Bredamenarinibus. Arriva lo sciopero contro il governo: “Di Maio non sta rispettando le promesse”

Bologna, 15 nov. – Bisogna affidarsi a tutta la politica per sciogliere il nodo Industria italiana autobus, sugli stipendi e sulla ricapitalizzazione, quindi “parleremo coi 5 stelle, che però si ritrovano sempre più in una logica militare: quando c’è da contestare sono presenti, quando devono prendersi un po’ di critiche scelgono di non venire“. È “un modo di fare politica che mostra come l’attuale sistema sia riuscito ad inglobare anche i 5 stelle, niente di più e niente di meno delle altre forze politiche che in questi anni abbiamo visto all’opera”. Cosi’ il segretario Fiom-Cgil Emilia-Romagna, Bruno Papignani, certifica oggi quanto siano lontani i giorni delle foto con Luigi Di Maio di fronte ai cancelli dell’ex Breda in via San Donato, lo scorso giugno. In quel periodo si erano presi impegni precisi, mastica amaro il sindacato oggi in assemblea di fronte all’ansia di centinaia di lavoratori, ma qui nessuno sembra rispettare niente. Non a caso, fuori dai cancelli di via San Donato campeggia lo striscione oggi “Di Maio: nazionalizzare la tua promessa“. Intanto, l’assemblea dei soci di Industria italiana autobus del 21 novembre si avvicina e aleggia ancora lo spettro del grande flop, con il rischio di traslocare tutto in Turchia. “Sarebbe la frittata peggiore”, si fa scuro Papignani di fronte ai lavoratori in assemblea, cupi e quasi rassegnati, in realtà.

Oggi è stato inviato un messaggio a Giorgio Sorial, il capo di gabinetto che aiuta il ministro Di Maio nelle crisi aziendali: si precisa che la Fiom è disponibile anche sabato e domenica a un nuovo incontro, ma “bisogna che ci diano una data precisa nella quale Ferrovie dello Stato presenterà la sua offerta”, sbatte i pugni sul tavolo il segretario regionale Fiom, che avvisa riaccendendo i fari sull’intreccio interno a Iia tra Italia e Turchia: “Non vorrei che Del Rosso con questo appuntamento del 21, visto che Karsan avanza qualche centinaio di milioni, voglia costringere a ricapitalizzare la Menarini per salvare lo stesso Del Rosso e portare l’azienda in mano a Karsal medesima, quindi fuori dall’Italia. Che tutto finisca in Turchia è un’ipotesi di fantascienza, ci dicono, ma io credo che questo tentativo sotto sotto ci sia. Sono ore decisive, non do niente per perso”, cerca di scuotere gli operai Papignani.
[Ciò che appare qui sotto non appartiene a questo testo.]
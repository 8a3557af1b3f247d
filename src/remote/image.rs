//! In-process stand-in for a foreign address space

use std::sync::RwLock;

use crate::error::{MemFrameError, Result};

use super::{maps::MemoryRange, process::ProcessMemory};

#[derive(Debug)]
struct Segment {
    range: MemoryRange,
    data: RwLock<Vec<u8>>,
}

/// A sparse memory image: a set of non-overlapping segments at fixed
/// addresses, readable and writable through [`ProcessMemory`]
///
/// Used to exercise discovery and remote producers without a second
/// process, and to analyse dumped memory offline. Accesses may span
/// adjacent segments but fail on any gap, like reads from a real process.
#[derive(Debug)]
pub struct MemoryImage {
    pid: i32,
    segments: Vec<Segment>,
}

impl MemoryImage {
    pub fn new(pid: i32) -> Self {
        Self {
            pid,
            segments: Vec::new(),
        }
    }

    /// Add a segment starting at `start`, rejecting overlaps
    pub fn add_segment(&mut self, start: u64, data: Vec<u8>, writable: bool) -> Result<()> {
        let end = start
            .checked_add(data.len() as u64)
            .ok_or_else(|| MemFrameError::invalid_parameter("start", "Segment wraps address space"))?;
        if data.is_empty() {
            return Err(MemFrameError::invalid_parameter("data", "Segment cannot be empty"));
        }
        if self
            .segments
            .iter()
            .any(|s| start < s.range.end && s.range.start < end)
        {
            return Err(MemFrameError::invalid_parameter(
                "start",
                format!("Segment {:#x}..{:#x} overlaps an existing segment", start, end),
            ));
        }

        let position = self
            .segments
            .iter()
            .position(|s| s.range.start > start)
            .unwrap_or(self.segments.len());
        self.segments.insert(
            position,
            Segment {
                range: MemoryRange::new(start, end, writable),
                data: RwLock::new(data),
            },
        );
        Ok(())
    }

    /// Builder form of [`MemoryImage::add_segment`]
    pub fn with_segment(mut self, start: u64, data: Vec<u8>, writable: bool) -> Result<Self> {
        self.add_segment(start, data, writable)?;
        Ok(self)
    }

    fn segment_at(&self, address: u64) -> Option<&Segment> {
        self.segments.iter().find(|s| s.range.contains(address))
    }

    /// Walk `len` bytes from `address`, calling `f(segment, offset_in_segment, offset_in_access, n)`
    fn for_each_span<F>(&self, address: u64, len: usize, mut f: F) -> Result<()>
    where
        F: FnMut(&Segment, usize, usize, usize) -> Result<()>,
    {
        let mut done = 0usize;
        while done < len {
            let current = address + done as u64;
            let segment = self.segment_at(current).ok_or_else(|| {
                MemFrameError::from_io(
                    std::io::Error::from(std::io::ErrorKind::InvalidInput),
                    &format!("Address {:#x} is not mapped", current),
                )
            })?;
            let offset = (current - segment.range.start) as usize;
            let n = (len - done).min(segment.range.len() as usize - offset);
            f(segment, offset, done, n)?;
            done += n;
        }
        Ok(())
    }
}

impl ProcessMemory for MemoryImage {
    fn pid(&self) -> i32 {
        self.pid
    }

    fn mapped_ranges(&self, writeable_only: bool) -> Result<Vec<MemoryRange>> {
        Ok(self
            .segments
            .iter()
            .filter(|s| !writeable_only || s.range.writable)
            .map(|s| s.range.clone())
            .collect())
    }

    fn read_bytes(&self, address: u64, buf: &mut [u8]) -> Result<()> {
        self.for_each_span(address, buf.len(), |segment, offset, at, n| {
            let data = segment
                .data
                .read()
                .map_err(|_| MemFrameError::platform("Image segment lock poisoned"))?;
            buf[at..at + n].copy_from_slice(&data[offset..offset + n]);
            Ok(())
        })
    }

    fn write_bytes(&self, address: u64, data: &[u8]) -> Result<()> {
        self.for_each_span(address, data.len(), |segment, offset, at, n| {
            let mut bytes = segment
                .data
                .write()
                .map_err(|_| MemFrameError::platform("Image segment lock poisoned"))?;
            bytes[offset..offset + n].copy_from_slice(&data[at..at + n]);
            Ok(())
        })
    }
}

#[cfg(test)]
mod tests {
    use super::*;

    #[test]
    fn test_read_write_within_segment() {
        let image = MemoryImage::new(7)
            .with_segment(0x1000, vec![0; 16], true)
            .unwrap();
        image.write_bytes(0x1004, &[1, 2, 3]).unwrap();

        let mut buf = [0u8; 4];
        image.read_bytes(0x1003, &mut buf).unwrap();
        assert_eq!(buf, [0, 1, 2, 3]);
    }

    #[test]
    fn test_access_spanning_adjacent_segments() {
        let image = MemoryImage::new(7)
            .with_segment(0x1000, vec![1; 8], true)
            .unwrap()
            .with_segment(0x1008, vec![2; 8], false)
            .unwrap();

        let mut buf = [0u8; 4];
        image.read_bytes(0x1006, &mut buf).unwrap();
        assert_eq!(buf, [1, 1, 2, 2]);
    }

    #[test]
    fn test_gap_and_overlap_rejected() {
        let mut image = MemoryImage::new(7);
        image.add_segment(0x1000, vec![0; 8], true).unwrap();
        image.add_segment(0x2000, vec![0; 8], true).unwrap();
        assert!(image.add_segment(0x1004, vec![0; 8], true).is_err());

        let mut buf = [0u8; 16];
        assert!(image.read_bytes(0x1000, &mut buf).is_err());
        assert!(image.read_bytes(0x3000, &mut buf[..1]).is_err());
    }

    #[test]
    fn test_mapped_ranges_sorted_and_filtered() {
        let image = MemoryImage::new(7)
            .with_segment(0x3000, vec![0; 8], true)
            .unwrap()
            .with_segment(0x1000, vec![0; 8], false)
            .unwrap();

        let all = image.mapped_ranges(false).unwrap();
        assert_eq!(all.len(), 2);
        assert_eq!(all[0].start, 0x1000);
        assert_eq!(image.mapped_ranges(true).unwrap().len(), 1);
    }
}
La delusione nei confronti degli annunci M5s c’è eccome, anche tra chi ‘in fabbrica’ vota pentastellato da anni ormai. “Incontreremo altre forze politiche, alcune sono qui presenti. Abbiamo parlato con Errani, andiamo da Bonaccini oggi”, non molla il segretario Fiom incrociando lo sguardo del consigliere regionale Sinistra Italiana Igor Taruffi, l’unico politico presente in via Stalingrado oggi. “Il mondo della politica manca qui oggi? Ma no, ci sono stati Leu, l’assessore Lombardo e il sindaco Merola, il problema non è la presenza ma le azioni concrete. E le forze politiche locali possono fare poco”, distende Papignani.
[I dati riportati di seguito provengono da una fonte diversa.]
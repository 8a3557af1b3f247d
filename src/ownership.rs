//! Single-byte ownership handshake
//!
//! The byte at offset 4 of a region decides who may touch the payload:
//!
//! - `0` ([`Ownership::ProducerOwned`]): the producer may write, the consumer must not read.
//! - `128` ([`Ownership::ConsumerOwned`]): the consumer may read, the producer must not write.
//!
//! Any other value is a protocol violation. There is no locking state and no
//! acknowledgment: each side flips the byte after it is done with the payload.
//! Atomic ordering is used when the byte lives in our own address space, but
//! across a process boundary nothing guarantees the two sides see writes in
//! order, so a missed flip is treated as an ordinary skip.

use serde::{Deserialize, Serialize};

use crate::error::{MemFrameError, Result};

/// Which side currently holds the payload
#[derive(Debug, Clone, Copy, PartialEq, Eq, Hash, Serialize, Deserialize)]
#[repr(u8)]
pub enum Ownership {
    /// Producer may write the payload
    ProducerOwned = 0,
    /// Consumer may read the payload
    ConsumerOwned = 128,
}

impl Ownership {
    /// Decode an observed ownership byte
    pub fn from_byte(value: u8) -> Result<Self> {
        match value {
            0 => Ok(Self::ProducerOwned),
            128 => Ok(Self::ConsumerOwned),
            other => Err(MemFrameError::invalid_ownership(other)),
        }
    }

    /// Encoded byte value
    pub fn as_byte(self) -> u8 {
        self as u8
    }

    /// The state the holder hands over to when it is done
    pub fn handed_over(self) -> Self {
        match self {
            Self::ProducerOwned => Self::ConsumerOwned,
            Self::ConsumerOwned => Self::ProducerOwned,
        }
    }

    pub fn name(&self) -> &'static str {
        match self {
            Self::ProducerOwned => "producer-owned",
            Self::ConsumerOwned => "consumer-owned",
        }
    }
}

impl Default for Ownership {
    fn default() -> Self {
        Self::ProducerOwned
    }
}

impl TryFrom<u8> for Ownership {
    type Error = MemFrameError;

    fn try_from(value: u8) -> Result<Self> {
        Self::from_byte(value)
    }
}

impl std::fmt::Display for Ownership {
    fn fmt(&self, f: &mut std::fmt::Formatter<'_>) -> std::fmt::Result {
        write!(f, "{} ({})", self.name(), self.as_byte())
    }
}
Intanto, riepiloga la Fiom, bisogna pagare gli stipendi, e poi bisogna che Ferrovie dello Stato dica: “Il tal giorno sono pronta con l’offerta, perché dire tutte le volte ‘rinvio di un mese’ dà la possibilità a Del Rosso di dire che porta i libri in tribunale“. Insomma, conclude Papignani, “si tratta di concretizzare l’impegno preso il 10 ottobre, che non sappiamo perché stia slittando: dobbiamo capire perché le certezze che il Governo ci aveva manifestato il 10 ottobre, su cui avevamo riposto fiducia come si fa nei confronti di un’istituzione importante, ora balbettino un po’. Ci dicano qualcosa di certo in queste ore, l’ultima volta li abbiamo sentiti ieri e ci hanno detto che si continua ‘sulla pista Fs’. Ma non basta…”. (agenzia Dire).